Antes de abordar el segundo avión decidimos gastar los primeros dólares, teníamos hambre y no sabíamos qué vendría después. Por suerte, en ese momento la gente de la agencia que coordinó el viaje nos entregó un envase plástico con comida y aquello nos supo a gloria. Luego fuimos guiadas a través del aeropuerto hasta la puerta en que tomaríamos el vuelo a Managua. Ese avión era mucho más grande. Sobraban puestos y las aeromozas invitaron a escoger los asientos.

A Managua llegamos cuando atardecía. Al salir del avión tuvimos q caminar por un pasillo larguísimo hasta llegar a inmigración. Allí había cientos de cubanos. Lo supe porque la cola no estaba organizada, más bien existía una fila del ancho de tres personas, provenientes de diferentes vuelos. Además, el acento propio se hace notar rápido. Varios aviones habían coincidido, unos venían de Cancún, otros de República Dominicana. Creo poder asegurar que fue la cola más larga que he hecho en mi vida. Por suerte se movía rápido.  

Al llegar al extremo, una pareja de funcionarios le echó una ojeada a nuestros papeles e indicaron bajar las escaleras hasta el piso inferior, donde están las colas para las casetas. Ahí nos atendieron militares que preguntaron el tiempo que permaneceríamos en el país. Cobraron 10 USD por persona y nos dieron la bienvenida.

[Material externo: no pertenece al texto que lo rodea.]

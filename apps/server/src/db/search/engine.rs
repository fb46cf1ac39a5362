//! Search implementation - query translation and execution
//!
//! The SearchEngine is responsible for:
//! - Validating the page window against configured limits
//! - Translating the query expression against the entity's schema
//! - Resolving the sort (once per request)
//! - Running the count and page fetch against the document store
//! - Mapping stored documents into response records

use crate::config::SearchConfig;
use crate::db::traits::DocumentStore;
use quarry_query::SchemaRegistry;
use std::sync::Arc;

pub use sort::resolve_sort;

mod api;
mod execute;
mod filter;
mod sort;

/// Search engine executes collection searches against a [`DocumentStore`].
///
/// Cheap to clone; every request is independent and shares nothing but the store.
#[derive(Clone)]
pub struct SearchEngine {
    store: Arc<dyn DocumentStore>,
    registry: Arc<SchemaRegistry>,
    search_config: SearchConfig,
}
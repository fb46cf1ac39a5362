use super::BindValue;
use quarry_query::FilterValue;

/// Push a bind value and return its 1-based placeholder index.
pub(super) fn push_text(bind_params: &mut Vec<BindValue>, value: String) -> usize {
    bind_params.push(BindValue::Text(value));
    bind_params.len()
}

/// Bind field path segments as a `text[]` for the `#>` / `#>>` operators.
pub(super) fn push_path(bind_params: &mut Vec<BindValue>, segments: Vec<String>) -> usize {
    bind_params.push(BindValue::TextArray(segments));
    bind_params.len()
}

/// Bind a typed operand as text and return the placeholder with its SQL cast.
pub(super) fn push_operand(bind_params: &mut Vec<BindValue>, value: &FilterValue) -> String {
    match value {
        FilterValue::String(s) => format!("${}", push_text(bind_params, s.clone())),
        FilterValue::Number(n) => format!("${}::numeric", push_text(bind_params, n.to_string())),
        FilterValue::Boolean(b) => format!("${}::boolean", push_text(bind_params, b.to_string())),
        FilterValue::DateTime(dt) => {
            format!("${}::timestamptz", push_text(bind_params, dt.to_rfc3339()))
        }
    }
}
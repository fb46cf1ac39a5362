use super::Entity;
use crate::db::search::mapper::ResultMapper;
use chrono::{DateTime, Utc};
use quarry_query::{EntitySchema, FieldType};
use serde::{Deserialize, Serialize};

/// Stored blog post document
#[derive(Debug, Clone, Default, PartialEq, Serialize, Deserialize)]
#[serde(default)]
pub struct BlogEntity {
    pub id: String,
    pub title: String,
    pub content: String,
    pub author: String,
    pub category: Option<String>,
    pub tags: Vec<String>,
    pub views: u64,
    pub published: bool,
    pub created_at: Option<DateTime<Utc>>,
}

impl Entity for BlogEntity {
    const COLLECTION: &'static str = "blogs";

    fn schema() -> EntitySchema {
        EntitySchema::new(Self::COLLECTION)
            .field("id", FieldType::String)
            .field("title", FieldType::String)
            .field("content", FieldType::String)
            .field("author", FieldType::String)
            .field("category", FieldType::String)
            .field("views", FieldType::Number)
            .field("published", FieldType::Boolean)
            .field("created_at", FieldType::DateTime)
    }
}

#[derive(Debug, Clone, PartialEq, Serialize, Deserialize)]
#[serde(rename_all = "camelCase")]
pub struct BlogResponse {
    pub id: String,
    pub title: String,
    pub content: String,
    pub author: String,
    pub category: Option<String>,
    pub tags: Vec<String>,
    pub views: u64,
    pub published: bool,
    pub created_at: Option<DateTime<Utc>>,
}

#[derive(Debug, Clone, Copy, Default)]
pub struct BlogMapper;

impl ResultMapper for BlogMapper {
    type Entity = BlogEntity;
    type Response = BlogResponse;

    fn map_entity(&self, entity: BlogEntity) -> BlogResponse {
        BlogResponse {
            id: entity.id,
            title: entity.title,
            content: entity.content,
            author: entity.author,
            category: entity.category,
            tags: entity.tags,
            views: entity.views,
            published: entity.published,
            created_at: entity.created_at,
        }
    }
}
//! Untyped syntax tree produced by the parser
//!
//! Field names and values are kept as written; binding them to an entity
//! schema happens in [`crate::translate`].

use std::fmt;

/// Comparison operator
#[derive(Debug, Clone, Copy, PartialEq, Eq, Hash)]
pub enum CompareOp {
    Eq,
    Ne,
    Gt,
    Ge,
    Lt,
    Le,
    Contains,
    StartsWith,
    EndsWith,
}

impl CompareOp {
    /// Parse a word operator (`eq`, `contains`, `sw`, ...), ignoring case.
    pub fn from_word(word: &str) -> Option<Self> {
        match word.to_ascii_lowercase().as_str() {
            "eq" => Some(Self::Eq),
            "ne" => Some(Self::Ne),
            "gt" => Some(Self::Gt),
            "ge" => Some(Self::Ge),
            "lt" => Some(Self::Lt),
            "le" => Some(Self::Le),
            "contains" | "co" => Some(Self::Contains),
            "startswith" | "sw" => Some(Self::StartsWith),
            "endswith" | "ew" => Some(Self::EndsWith),
            _ => None,
        }
    }

    pub fn is_relational(self) -> bool {
        matches!(self, Self::Gt | Self::Ge | Self::Lt | Self::Le)
    }

    pub fn is_textual(self) -> bool {
        matches!(self, Self::Contains | Self::StartsWith | Self::EndsWith)
    }

    pub fn as_str(self) -> &'static str {
        match self {
            Self::Eq => "eq",
            Self::Ne => "ne",
            Self::Gt => "gt",
            Self::Ge => "ge",
            Self::Lt => "lt",
            Self::Le => "le",
            Self::Contains => "contains",
            Self::StartsWith => "startswith",
            Self::EndsWith => "endswith",
        }
    }
}

impl fmt::Display for CompareOp {
    fn fmt(&self, f: &mut fmt::Formatter<'_>) -> fmt::Result {
        f.write_str(self.as_str())
    }
}

/// Literal value as written in the query
#[derive(Debug, Clone, PartialEq, Eq)]
pub enum Literal {
    Quoted(String),
    Bare(String),
}

impl Literal {
    pub fn text(&self) -> &str {
        match self {
            Literal::Quoted(s) | Literal::Bare(s) => s,
        }
    }
}

/// A single `field op value` test
#[derive(Debug, Clone, PartialEq, Eq)]
pub struct Comparison {
    pub field: String,
    pub op: CompareOp,
    /// Operator as written (`=`, `contains`, ...), kept for error messages.
    pub op_token: String,
    pub value: Literal,
}

#[derive(Debug, Clone, PartialEq, Eq)]
pub enum Expr {
    And(Box<Expr>, Box<Expr>),
    Or(Box<Expr>, Box<Expr>),
    Not(Box<Expr>),
    Comparison(Comparison),
}
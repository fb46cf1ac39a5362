//! Result mapping: stored entities → response records → page

use super::page::PageResult;
use super::request::PageWindow;

/// Pure, stateless entity → response projection.
pub trait ResultMapper: Send + Sync {
    type Entity;
    type Response;

    fn map_entity(&self, entity: Self::Entity) -> Self::Response;

    /// Map a list of entities, preserving order.
    ///
    /// An absent list maps to an absent list, not an empty one.
    fn map_entities(&self, entities: Option<Vec<Self::Entity>>) -> Option<Vec<Self::Response>> {
        entities.map(|entities| {
            entities
                .into_iter()
                .map(|entity| self.map_entity(entity))
                .collect()
        })
    }
}

/// Map one page of rows from the pager into a [`PageResult`].
pub fn map_page<M: ResultMapper>(
    mapper: &M,
    rows: Vec<M::Entity>,
    total_elements: u64,
    window: PageWindow,
) -> PageResult<M::Response> {
    let content = mapper.map_entities(Some(rows)).unwrap_or_default();
    PageResult::new(content, total_elements, window)
}
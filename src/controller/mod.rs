pub use allocation::{allocate_handicap_strokes, handicap_strokes_for_hole};
pub use handicap::{
    course_handicap, course_handicap_strokes, handicap_trend, HandicapIndexCalculator,
    TrendPoint, WorldHandicap,
};
pub use hole::{parse_hole_scores, validate_holes, HandicapSource, HoleRecord};
pub use recalculate::{
    recalculate_all_handicaps, recalculate_golfer, GolferOutcome, RecalculationReport,
    RoundRepository,
};
pub use round::RoundRecord;
pub use score::{format_to_par, ScoreDistribution, ScoreType};
pub use stableford::{
    gross_stableford, hole_stableford, net_hole_stableford, net_stableford, stableford_per_hole,
    HolePoints,
};
pub use stats::PerformanceStats;
pub use summary::RoundScoreSummary;

pub mod allocation;
pub mod handicap;
mod hole;
mod recalculate;
pub mod round;
mod score;
pub mod stableford;
mod stats;
mod summary;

El principal temor al salir de Cuba era estar incomunicados con la familia en Estados Unidos, y esto nos llevó a cometer nuestro primer error. Al pasar los controles inmediatamente preguntamos dónde se compraba una línea telefónica. Enseguida nos mostraron un pasillo ancho y muy largo cerca de la puerta de salida, con varios puntos de venta de líneas, teléfonos y accesorios.

Dos muchachas nos atendieron allí. Compramos una línea de la compañía CLARO y ellas, con habilidad sorprendente, la colocaban después de darte a escoger entre una oferta de 15 USD por quince días y otra por treinta días, que fue a la postre la que pedimos pues tenía alcance hasta México. Nosotros pensamos de inicio que todo estaba bien coordinado y que nuestra aventura no duraría mucho, pero era mejor precaver.

Esa compra ocasionó que nos quedáramos botadas en el aeropuerto de Managua. Cuando caminamos hacia la puerta de salida más cercana no había un alma en toda el área. Nos asustamos un poco, hasta que atinamos a usar las nuevas líneas para llamar al familiar que nos estaba ayudando y a la persona que había gestionado los boletos y la reservación en el hotel.

Explicamos que ignorábamos qué hacer. Yo estaba convencida de que si teníamos que dormir sentadas en una cafetería lo haríamos con gusto, pues no nos atrevíamos a salir a la calle a tomar un taxi por nuestra cuenta. Éramos dos mujeres solas en una ciudad desconocida. Después de un rato nos enteramos que debíamos haber salido directamente a la calle, sin doblar por el pasillo donde vendían las líneas, y que la guagua se había ido pero en poco tiempo saldría otra. Fueron otras dos horas solas en aquel lugar, muertas de cansancio y sin dormir por más de dos días.

Finalmente nos indicaron salir a la calle y caminar hacia el extremo del aeropuerto. Allí nos recibió un hombre que esperaba a personas de otros vuelos. Entonces llegó una guagüita blanca y montamos junto a otros muchachos que fueron arribando. En pocos minutos estuvimos en el hostal. Ya eran las once de la noche.

Desde la calle solo se veía un muro alto, pero al entrar encontramos un lugar muy acogedor, con piscina central y un bloque de habitaciones en dos niveles. Ahí nos esperaban. Fuimos muy bien atendidos y se nos entregó la llave de una habitación. Luego indicaron que nos sentáramos a comer al borde de la piscina.  Después de bañarnos, caímos rendidas al instante.

No era nuestra primera noche fuera de Cuba, aunque sí la primera en que dormiríamos en una cama. Aún no sabíamos que ese sería nuestro mejor alojamiento y nuestra noche más tranquila en aquel largo camino que apenas comenzaba.